▶ _Records to use_
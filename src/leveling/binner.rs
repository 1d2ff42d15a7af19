//! Difficulty tiers
//!
//! Splits the difficulty-sorted vocabulary into contiguous levels, easiest
//! first, and draws secret words from them.

use super::{normalize, score};
use crate::core::{ScoredWord, VocabularyEntry};
use crate::error::{GameError, GameResult};
use rand::Rng;
use rand::seq::IndexedRandom;
use serde::Serialize;
use tracing::info;

/// Ordered difficulty tiers, level 1 = easiest
///
/// Every level is non-empty; this is checked at construction.
#[derive(Debug, Clone, PartialEq, Eq, Serialize)]
pub struct LevelTiers {
    levels: Vec<Vec<String>>,
}

/// Partition scored words into `num_levels` tiers
///
/// Words are sorted by ascending difficulty (stable, so ties keep list order).
/// Levels `1..num_levels` receive `count / num_levels` words each and the last
/// level also takes the remainder.
///
/// # Errors
/// Returns `GameError::Config` if `num_levels` is zero or larger than the
/// number of words, since some levels would be empty.
///
/// # Examples
/// ```
/// use search_party::core::ScoredWord;
/// use search_party::leveling::bin;
///
/// let scored = vec![
///     ScoredWord { word: "elephant".into(), difficulty: 2.0 },
///     ScoredWord { word: "cat".into(), difficulty: 0.375 },
/// ];
/// let tiers = bin(&scored, 2).unwrap();
/// assert_eq!(tiers.tier(1).unwrap(), ["cat"]);
/// assert_eq!(tiers.tier(2).unwrap(), ["elephant"]);
/// ```
pub fn bin(scored: &[ScoredWord], num_levels: usize) -> GameResult<LevelTiers> {
    if num_levels == 0 {
        return Err(GameError::Config(
            "number of levels must be at least 1".to_string(),
        ));
    }
    if scored.len() < num_levels {
        return Err(GameError::Config(format!(
            "{} levels requested but the vocabulary only has {} words",
            num_levels,
            scored.len()
        )));
    }

    let mut sorted: Vec<&ScoredWord> = scored.iter().collect();
    sorted.sort_by(|a, b| a.difficulty.total_cmp(&b.difficulty));

    let bin_size = sorted.len() / num_levels;
    let levels: Vec<Vec<String>> = (0..num_levels)
        .map(|i| {
            let start = i * bin_size;
            let end = if i == num_levels - 1 {
                sorted.len()
            } else {
                start + bin_size
            };
            sorted[start..end].iter().map(|s| s.word.clone()).collect()
        })
        .collect();

    let tiers = LevelTiers { levels };
    tiers.validate()?;

    info!(
        levels = num_levels,
        words = scored.len(),
        bin_size,
        "difficulty tiers built"
    );

    Ok(tiers)
}

impl LevelTiers {
    /// Run the full pipeline: normalize, score, bin
    ///
    /// # Errors
    /// Same as [`bin`].
    pub fn build(entries: &[VocabularyEntry], num_levels: usize) -> GameResult<Self> {
        bin(&score(&normalize(entries)), num_levels)
    }

    /// Check that every level has at least one word
    ///
    /// # Errors
    /// Returns `GameError::EmptyLevel` naming the first empty level.
    pub fn validate(&self) -> GameResult<()> {
        match self.levels.iter().position(Vec::is_empty) {
            Some(idx) => Err(GameError::EmptyLevel(idx + 1)),
            None => Ok(()),
        }
    }

    #[inline]
    #[must_use]
    pub fn num_levels(&self) -> usize {
        self.levels.len()
    }

    /// Words of a level (1-based), or `None` if out of range
    #[must_use]
    pub fn tier(&self, level: usize) -> Option<&[String]> {
        level
            .checked_sub(1)
            .and_then(|idx| self.levels.get(idx))
            .map(Vec::as_slice)
    }

    /// Iterate `(level, words)` from easiest to hardest
    pub fn iter(&self) -> impl Iterator<Item = (usize, &[String])> {
        self.levels
            .iter()
            .enumerate()
            .map(|(idx, words)| (idx + 1, words.as_slice()))
    }

    #[must_use]
    pub fn total_words(&self) -> usize {
        self.levels.iter().map(Vec::len).sum()
    }

    /// Draw a secret word uniformly from a level
    ///
    /// # Errors
    /// `GameError::LevelOutOfRange` for an unknown level,
    /// `GameError::EmptyLevel` if the level has no words.
    pub fn choose_word<R: Rng + ?Sized>(&self, level: usize, rng: &mut R) -> GameResult<&str> {
        let words = self.tier(level).ok_or(GameError::LevelOutOfRange {
            level,
            num_levels: self.num_levels(),
        })?;

        words
            .choose(rng)
            .map(String::as_str)
            .ok_or(GameError::EmptyLevel(level))
    }
}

▶ _Task objective_
In the lines above, spot each one that contains the word "rand" and copy it.

▶ _Written response_
use rand::Rng;
use rand::seq::IndexedRandom;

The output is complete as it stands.